Through our integrated program, combining classroom study with co-ops, clinics and a variety of other hands-on experiences, Northeastern law students are uniquely prepared for the world of practice. On co-op, students work full time in real legal settings — at law firms, with judges, and in public interest law settings, including government and service organizations. They can go on co-op with a large law firm in Boston or New York, a government agency in Washington, DC, or an international human rights organization in Geneva. With more than 900 co-op employers in more than 40 states and a number of foreign countries, NUSL lets students tailor their co-op experience to their professional interests.
In addition, our clinical program, covering domestic violence, poverty law, prisoners’ rights, criminal advocacy, public health and civil rights, allows students to participate in hands-on advocacy during their academic quarters. Under close faculty supervision, students work on real, substantive cases and gain significant field expertise.
And, before students get to our co-op and clinical programs in their upper-level years, they complete the first-year Legal Skills in Social Context program, a one-of-a-kind, yearlong course introducing the central skills of effective lawyering — legal research, objective and persuasive legal writing, client representation, critical analysis and oral skills — all heavily grounded in the social contexts in which the law is practiced. The program effectively prepares students for upper-level courses and provides the lawyering skills they will need for co-op and their professional careers.
Woven through this experience-based approach to education is a commitment to collaboration. Instead of grades, students receive written evaluations from their professors and co-op employers. Without a class rank to compete for, students are free to work together and take intellectual risks they might not be able to if they felt they had to always watch their backs.

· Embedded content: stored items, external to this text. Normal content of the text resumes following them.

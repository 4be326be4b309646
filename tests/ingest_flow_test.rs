//! 完整入库流程集成测试
//!
//! 使用内存SQLite任务存储和内存作业队列,走一遍真实的
//! 提交 -> 作业入队 -> 回调 -> 重新提交 流程。

use std::sync::Arc;

use shift_actions::{HookMetadata, HookRequest, ShiftService, SubmitRequest};
use shift_core::config::{DatabaseConfig, IngestConfig, PlatformConfig};
use shift_core::ShiftError;
use shift_domain::{
    CallerCredential, Capability, CapabilityAuthorizer, Dataset, ExtensionRegistry, JobQueue,
    Resource, TaskRecord, TaskState, TaskStore,
};
use shift_infrastructure::{DatabaseManager, InMemoryJobQueue};
use shift_testing_utils::{MockPlatformDirectory, RecordingExtension};

const QUEUE: &str = "shift";

fn test_resource(id: &str, url: &str) -> Resource {
    Resource {
        id: id.to_string(),
        package_id: "pkg-1".to_string(),
        url: url.to_string(),
        url_type: None,
        format: Some("CSV".to_string()),
        last_modified: None,
    }
}

fn test_dataset() -> Dataset {
    Dataset {
        id: "pkg-1".to_string(),
        name: "integration-dataset".to_string(),
        title: Some("集成测试数据集".to_string()),
    }
}

fn submitter() -> CallerCredential {
    CallerCredential::new("tester", vec![Capability::SubmitIngest])
}

struct Harness {
    service: ShiftService,
    task_store: Arc<dyn TaskStore>,
    job_queue: Arc<InMemoryJobQueue>,
    platform: Arc<MockPlatformDirectory>,
    extension: Arc<RecordingExtension>,
    manager: DatabaseManager,
}

async fn build_harness(platform: MockPlatformDirectory) -> Harness {
    let db_config = DatabaseConfig {
        url: "sqlite::memory:".to_string(),
        ..DatabaseConfig::default()
    };
    let manager = DatabaseManager::new(&db_config).await.unwrap();
    let task_store: Arc<dyn TaskStore> = Arc::from(manager.task_store());

    let job_queue = Arc::new(InMemoryJobQueue::new());
    let platform = Arc::new(platform);
    let extension = Arc::new(RecordingExtension::new("recording", true));

    let mut registry = ExtensionRegistry::new();
    registry.register(extension.clone());

    let service = ShiftService::new(
        Arc::clone(&task_store),
        job_queue.clone() as Arc<dyn JobQueue>,
        platform.clone(),
        Arc::new(CapabilityAuthorizer),
        Arc::new(registry),
        PlatformConfig {
            site_url: "http://ckan.example.org".to_string(),
            api_key: "platform-key".to_string(),
            request_timeout_seconds: 30,
        },
        IngestConfig {
            queue_name: QUEUE.to_string(),
            assume_task_stale_after: 3600,
        },
    );

    Harness {
        service,
        task_store,
        job_queue,
        platform,
        extension,
        manager,
    }
}

#[tokio::test]
async fn test_submit_persists_pending_task_and_enqueues_job() {
    let platform = MockPlatformDirectory::new()
        .with_resource(test_resource("res-1", "http://files.example.org/a.csv"))
        .with_dataset(test_dataset());
    let harness = build_harness(platform).await;

    let submitted = harness
        .service
        .submit(&submitter(), SubmitRequest::new("res-1"))
        .await
        .unwrap();
    assert!(submitted);

    // 任务落在SQLite里,状态为pending且携带作业引用
    let task = harness
        .task_store
        .find_task("res-1", TaskRecord::TASK_TYPE_SHIFT, TaskRecord::KEY_SHIFT)
        .await
        .unwrap()
        .unwrap();
    assert_eq!(task.state, TaskState::Pending);

    // 队列里有一条完整的作业请求
    let jobs = harness.job_queue.drain(QUEUE).await;
    assert_eq!(jobs.len(), 1);

    // 任务value记录的作业引用与入队作业一致
    let job_ref = task.job_ref().expect("pending任务应携带作业引用");
    assert_eq!(job_ref.job_id, jobs[0].job_id);
    assert!(job_ref.job_key.is_none());
    let request = &jobs[0].request;
    assert_eq!(request.job_type, "push_to_datastore");
    assert_eq!(request.api_key, "platform-key");
    assert_eq!(
        request.result_url,
        "http://ckan.example.org/api/3/action/shift_hook"
    );
    assert_eq!(request.metadata.resource_id, "res-1");
    assert_eq!(request.metadata.site_url, "http://ckan.example.org");
    assert_eq!(
        request.metadata.original_url,
        "http://files.example.org/a.csv"
    );

    harness.manager.close().await;
}

#[tokio::test]
async fn test_complete_hook_finishes_task_without_resubmission() {
    let platform = MockPlatformDirectory::new()
        .with_resource(test_resource("res-1", "http://files.example.org/a.csv"))
        .with_dataset(test_dataset());
    let harness = build_harness(platform).await;

    harness
        .service
        .submit(&submitter(), SubmitRequest::new("res-1"))
        .await
        .unwrap();
    let jobs = harness.job_queue.drain(QUEUE).await;
    let metadata = &jobs[0].request.metadata;

    // 执行方回传提交时下发的元数据,源数据未变化
    let outcome = harness
        .service
        .handle_hook(
            &submitter(),
            HookRequest {
                metadata: HookMetadata {
                    resource_id: metadata.resource_id.clone(),
                    task_created: Some(metadata.task_created.clone()),
                    original_url: Some(metadata.original_url.clone()),
                },
                status: "complete".to_string(),
            },
        )
        .await
        .unwrap();

    assert_eq!(outcome.state, TaskState::Complete);
    assert!(!outcome.resubmitted);

    let task = harness
        .task_store
        .find_task("res-1", TaskRecord::TASK_TYPE_SHIFT, TaskRecord::KEY_SHIFT)
        .await
        .unwrap()
        .unwrap();
    assert_eq!(task.state, TaskState::Complete);

    // 完成后处理:扩展通知和默认视图各执行一次
    assert_eq!(harness.extension.after_upload_calls(), 1);
    assert_eq!(harness.platform.view_call_count(), 1);

    // 没有触发重新提交,队列应为空
    assert!(harness.job_queue.drain(QUEUE).await.is_empty());

    harness.manager.close().await;
}

#[tokio::test]
async fn test_url_change_during_job_triggers_resubmission() {
    let platform = MockPlatformDirectory::new()
        .with_resource(test_resource("res-1", "http://files.example.org/a.csv"))
        .with_dataset(test_dataset());
    let harness = build_harness(platform).await;

    harness
        .service
        .submit(&submitter(), SubmitRequest::new("res-1"))
        .await
        .unwrap();
    let jobs = harness.job_queue.drain(QUEUE).await;
    let original_url = jobs[0].request.metadata.original_url.clone();

    // 作业执行期间资源URL被修改
    harness
        .platform
        .update_resource(test_resource("res-1", "http://files.example.org/b.csv"));

    let outcome = harness
        .service
        .handle_hook(
            &submitter(),
            HookRequest {
                metadata: HookMetadata {
                    resource_id: "res-1".to_string(),
                    task_created: None,
                    original_url: Some(original_url),
                },
                status: "complete".to_string(),
            },
        )
        .await
        .unwrap();

    assert_eq!(outcome.state, TaskState::Complete);
    assert!(outcome.resubmitted);

    // 重新提交把任务推回pending并入队了新作业
    let task = harness
        .task_store
        .find_task("res-1", TaskRecord::TASK_TYPE_SHIFT, TaskRecord::KEY_SHIFT)
        .await
        .unwrap()
        .unwrap();
    assert_eq!(task.state, TaskState::Pending);

    let jobs = harness.job_queue.drain(QUEUE).await;
    assert_eq!(jobs.len(), 1);
    assert_eq!(
        jobs[0].request.metadata.original_url,
        "http://files.example.org/b.csv"
    );

    harness.manager.close().await;
}

#[tokio::test]
async fn test_error_hook_persists_error_state() {
    let platform = MockPlatformDirectory::new()
        .with_resource(test_resource("res-1", "http://files.example.org/a.csv"))
        .with_dataset(test_dataset());
    let harness = build_harness(platform).await;

    harness
        .service
        .submit(&submitter(), SubmitRequest::new("res-1"))
        .await
        .unwrap();

    let outcome = harness
        .service
        .handle_hook(
            &submitter(),
            HookRequest {
                metadata: HookMetadata {
                    resource_id: "res-1".to_string(),
                    task_created: None,
                    original_url: None,
                },
                status: "error".to_string(),
            },
        )
        .await
        .unwrap();

    assert_eq!(outcome.state, TaskState::Error);
    assert!(!outcome.resubmitted);

    // 失败回调不触发完成后处理
    assert_eq!(harness.extension.after_upload_calls(), 0);
    assert_eq!(harness.platform.view_call_count(), 0);

    harness.manager.close().await;
}

#[tokio::test]
async fn test_hook_without_submitted_task_is_rejected() {
    let platform = MockPlatformDirectory::new()
        .with_resource(test_resource("res-1", "http://files.example.org/a.csv"))
        .with_dataset(test_dataset());
    let harness = build_harness(platform).await;

    let result = harness
        .service
        .handle_hook(
            &submitter(),
            HookRequest {
                metadata: HookMetadata {
                    resource_id: "res-1".to_string(),
                    task_created: None,
                    original_url: None,
                },
                status: "complete".to_string(),
            },
        )
        .await;

    assert!(matches!(result, Err(ShiftError::TaskNotFound { .. })));

    harness.manager.close().await;
}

Providing the foundation for all of this is our outstanding faculty — who publish in the most prestigious journals while also acting as hands-on leaders in advancing the rule of law and social justice. As role models and mentors for our students, they engage with community groups, provide pro bono representation, do test litigation in fields ranging from human rights to public health to corporate taxation, and serve on boards of local and national institutions.